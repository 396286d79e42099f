//! Block-level reconstruction.
use log::{trace, warn};

use super::{
  ParseState,
  attrs_to_map,
  find_close_index,
  leaf,
  normalize_node_name,
};
use crate::{
  component::container_props_raw,
  props::PropsContext,
  token::{LEAF, OPEN, Token, close_type, container_name},
  types::{ComponentNode, ComponentSyntax, ElementNode, Node},
};

/// Build nodes from a block-level token stream.
pub fn build_blocks(tokens: &[Token], state: &mut ParseState<'_>) -> Vec<Node> {
  let mut nodes = Vec::new();
  let mut index = 0;

  while index < tokens.len() {
    let token = &tokens[index];

    // Hidden wrappers such as tight-list paragraphs vanish; their content
    // lands in the parent
    if token.hidden && token.nesting != LEAF {
      index += 1;
      continue;
    }

    if token.nesting == OPEN {
      if let Some(name) = registered_container(token, state) {
        let close_ty = close_type(&token.ty);
        if let Some(close) = find_close_index(tokens, index, &token.ty, &close_ty) {
          let node = container_component(name, token, &tokens[index + 1..close], state);
          nodes.push(node);
          index = close + 1;
          continue;
        }
      }

      if token.is_open() {
        let close_ty = close_type(&token.ty);
        let Some(close) = find_close_index(tokens, index, &token.ty, &close_ty) else {
          warn!("Skipping `{}` token without a matching `{close_ty}`", token.ty);
          index += 1;
          continue;
        };

        let children = build_blocks(&tokens[index + 1..close], state);
        nodes.push(Node::Element(ElementNode {
          key: state.next_key(),
          name: normalize_node_name(token),
          attrs: attrs_to_map(&token.attrs),
          children,
          block: token.block,
        }));
        index = close + 1;
        continue;
      }
    }

    if token.nesting == LEAF {
      nodes.extend(leaf::build_leaf(token, state));
    }

    index += 1;
  }

  nodes
}

/// Container name of `token` if it opens a container registered as a
/// component with container syntax enabled.
fn registered_container<'t>(token: &'t Token, state: &ParseState<'_>) -> Option<&'t str> {
  container_name(&token.ty).filter(|name| state.registry.allows_container(name))
}

fn container_component(
  name: &str,
  token: &Token,
  interior: &[Token],
  state: &mut ParseState<'_>,
) -> Node {
  trace!("Container component `{name}`");

  let props_raw = container_props_raw(name, &token.info);
  let props = state
    .registry
    .get(name)
    .map(|block| {
      block.parse_props.parse(props_raw, &PropsContext {
        name,
        syntax: ComponentSyntax::Container,
      })
    })
    .unwrap_or_default();

  let key = state.next_key();
  let children = build_blocks(interior, state);

  Node::Component(ComponentNode {
    key,
    name: name.to_string(),
    syntax: ComponentSyntax::Container,
    props,
    children,
    source: None,
  })
}

#[cfg(test)]
#[allow(clippy::panic, reason = "Fine in tests")]
mod tests {
  use super::*;
  use crate::{
    registry::{ComponentBlocks, ComponentRegistry},
    tokenizer::MarkdownTokenizer,
  };

  fn build(tokens: &[Token], blocks: &ComponentBlocks) -> Vec<Node> {
    let registry = ComponentRegistry::new(blocks);
    let tokenizer = MarkdownTokenizer::default();
    let mut state = ParseState::new(&registry, &tokenizer, "component:");
    build_blocks(tokens, &mut state)
  }

  fn paragraph(text: &str) -> [Token; 3] {
    [
      Token::open("paragraph_open", "p"),
      Token::inline(vec![Token::text(text)]),
      Token::close("paragraph_close", "p"),
    ]
  }

  #[test]
  fn test_registered_container_becomes_component() {
    let mut tokens = vec![
      Token::open("container_Alert_open", "div")
        .info(" Alert type=info")
        .markup(":::"),
    ];
    tokens.extend(paragraph("Body"));
    tokens.push(Token::close("container_Alert_close", "div"));

    let blocks = ComponentBlocks::from([("Alert".to_string(), true.into())]);
    let nodes = build(&tokens, &blocks);

    let [Node::Component(alert)] = nodes.as_slice() else {
      panic!("expected one component, got {nodes:?}");
    };
    assert_eq!(alert.name, "Alert");
    assert_eq!(alert.syntax, ComponentSyntax::Container);
    assert_eq!(alert.props.get("type").and_then(|v| v.as_str()), Some("info"));
    assert_eq!(alert.key, "n_0");
    assert_eq!(alert.children.len(), 1);
    assert_eq!(alert.children[0].name(), Some("p"));
  }

  #[test]
  fn test_unregistered_container_becomes_div() {
    let mut tokens = vec![Token::open("container_aside_open", "div")];
    tokens.extend(paragraph("Body"));
    tokens.push(Token::close("container_aside_close", "div"));

    let nodes = build(&tokens, &ComponentBlocks::new());
    let [Node::Element(div)] = nodes.as_slice() else {
      panic!("expected one element, got {nodes:?}");
    };
    assert_eq!(div.name, "div");
    assert!(div.block);
  }

  #[test]
  fn test_hidden_wrappers_are_spliced() {
    let tokens = vec![
      Token::open("list_item_open", "li"),
      Token::open("paragraph_open", "p").hidden(true),
      Token::inline(vec![Token::text("item")]),
      Token::close("paragraph_close", "p").hidden(true),
      Token::close("list_item_close", "li"),
    ];
    let nodes = build(&tokens, &ComponentBlocks::new());

    let [Node::Element(item)] = nodes.as_slice() else {
      panic!("expected one element, got {nodes:?}");
    };
    assert!(matches!(item.children.as_slice(), [Node::Text(text)] if text.value == "item"));
  }

  #[test]
  fn test_unmatched_open_is_skipped() {
    let mut tokens = vec![Token::open("blockquote_open", "blockquote")];
    tokens.extend(paragraph("still here"));

    let nodes = build(&tokens, &ComponentBlocks::new());
    let [Node::Element(p)] = nodes.as_slice() else {
      panic!("expected one element, got {nodes:?}");
    };
    assert_eq!(p.name, "p");
  }

  #[test]
  fn test_stray_close_is_ignored() {
    let tokens = vec![Token::close("blockquote_close", "blockquote")];
    assert!(build(&tokens, &ComponentBlocks::new()).is_empty());
  }

  #[test]
  fn test_nesting_depth_is_preserved() {
    let depth = 6;
    let mut tokens = Vec::new();
    for _ in 0..depth {
      tokens.push(Token::open("blockquote_open", "blockquote"));
    }
    tokens.extend(paragraph("deep"));
    for _ in 0..depth {
      tokens.push(Token::close("blockquote_close", "blockquote"));
    }

    let nodes = build(&tokens, &ComponentBlocks::new());
    let mut current = nodes.as_slice();
    for _ in 0..depth {
      let [Node::Element(quote)] = current else {
        panic!("expected a single blockquote, got {current:?}");
      };
      assert_eq!(quote.name, "blockquote");
      current = quote.children.as_slice();
    }
    assert_eq!(current[0].name(), Some("p"));
  }
}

Problem to work on
Go through the listing above and list every line that has the word "MarkdownTokenizer".

Expected answer
    tokenizer::MarkdownTokenizer,
    let tokenizer = MarkdownTokenizer::default();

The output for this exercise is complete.